Scrapworm

The 20th century provided art with two vital tools, copying and collaging. It has been a century since early modernists realized the power and urgency of the use of the printed media image. Artists could pull images from their everyday lives straight into their art. Collage documented the times and created a new visual poetry. It defined modernist art making and provided electronic programmers with the basic practice precepts for computerized digital graphics - photoshop and drag and drop. Lucky for us some artists still insist on using analog.

Scrapworm has created a powerful and lyrical show with her recent collaged works. In the past she has worked creating massive and fantastic installations and sculptures. While at 40 Worth Street I watched as she turned her studio, a former accounting office, into Mad Max’s Thunderdome. Her works exploded through the flooring, into and out of the walls and drop down ceilings, and spilled into the recesses of every available corner. Sprawl never looked so cool! It was thrilling and
fantastic to see.

In this show she has applied her sensibilities and techniques to collaged images. Most of these images come from vintage news magazines, and have been copied by the hundreds. They repeat like a
mantra, stuttering and clattering along. The photos document a time of rising American power, cold war politics and civil unrest. They are all in black and white, and they have that look of serious business that only news photos can give. She takes these elements, tears them, overlays them and collages them into emphatic visual statements.

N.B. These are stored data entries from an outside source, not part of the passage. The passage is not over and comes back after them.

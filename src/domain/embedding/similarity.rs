/// Cosine similarity between two vectors.
///
/// Returns 0.0 for mismatched lengths, empty input, or a zero-norm vector.
pub fn cosine_similarity(a: &[f32], b: &[f32]) -> f32 {
    if a.len() != b.len() || a.is_empty() {
        return 0.0;
    }

    let dot_product: f32 = a.iter().zip(b.iter()).map(|(x, y)| x * y).sum();
    let norm_a: f32 = a.iter().map(|x| x * x).sum::<f32>().sqrt();
    let norm_b: f32 = b.iter().map(|x| x * x).sum::<f32>().sqrt();

    if norm_a == 0.0 || norm_b == 0.0 {
        return 0.0;
    }

    dot_product / (norm_a * norm_b)
}
//! Semantic cache implementations

mod engine;
mod remote;

pub use engine::SemanticCacheEngine;
pub use remote::RemoteSemanticCache;
use crate::domain::completion::CompletionRequest;
use crate::domain::DomainError;

/// A chat request flattened into what the cache and upstream need
#[derive(Debug, Clone, PartialEq)]
pub struct RelayRequest {
    pub model: String,
    /// All message contents joined with single spaces, in order
    pub prompt: String,
    pub temperature: Option<f32>,
    pub max_tokens: Option<u32>,
}

impl RelayRequest {
    /// Flatten message contents into a single prompt.
    ///
    /// Rejects a missing model and an empty message list.
    pub fn from_messages<I, S>(
        model: impl Into<String>,
        contents: I,
        temperature: Option<f32>,
        max_tokens: Option<u32>,
    ) -> Result<Self, DomainError>
    where
        I: IntoIterator<Item = S>,
        S: AsRef<str>,
    {
        let model = model.into();
        if model.trim().is_empty() {
            return Err(DomainError::validation("model is required"));
        }

        let parts: Vec<S> = contents.into_iter().collect();
        if parts.is_empty() {
            return Err(DomainError::validation("messages cannot be empty"));
        }

        let prompt = parts
            .iter()
            .map(AsRef::as_ref)
            .collect::<Vec<&str>>()
            .join(" ");

        Ok(Self {
            model,
            prompt,
            temperature,
            max_tokens,
        })
    }

    /// Build the upstream completion request
    pub fn to_completion_request(&self) -> CompletionRequest {
        let mut request = CompletionRequest::new(self.model.clone(), self.prompt.clone());
        if let Some(temperature) = self.temperature {
            request = request.with_temperature(temperature);
        }
        if let Some(max_tokens) = self.max_tokens {
            request = request.with_max_tokens(max_tokens);
        }
        request
    }
}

The works are fast and strong. Some of the pieces act like landscapes, bounded and mapped. They are not images of open space but maps of borders and containment. They allude to an implied threat that tells a map-reader “You Are Here.” Your position is known. There is a large piece that sprawls to the front of the gallery space like an atlas of mid-century humanity. It's almost like she is desperate to remember something important, repeating and forgetting at the same moment,
tearing away at the images while building them up, trying to absorb their essence so they won't be forgotten. As Prince once sang, “there’s joy in repetition” and here the repetition drives one to the edge of a beauty that joyfully teeters out of bounds.

Yet Scrapworm doesn't let herself get bogged down with kitschy historical discourse. Her look at the 50’s is from our perspective. The images bring to mind our current time of endless war, government power and human suffering. There is a feeling of dread through all of this work, and it is stark and unrelenting in its presentation. Scrapworm spares us no visual moment. She repeats the focus, tearing into the image and watching it replicate out of control and off the edge. The
idea, the moment and the images spread beyond their containments spilling into the room, just as her 3d works have done. Scrapworm is constantly testing the physical limits of her art, and through her art, the limits placed on all of us.

This is a wonderful and exciting show.

Scrapworm is showing at chashama area space 208 West 37th Street until February 28.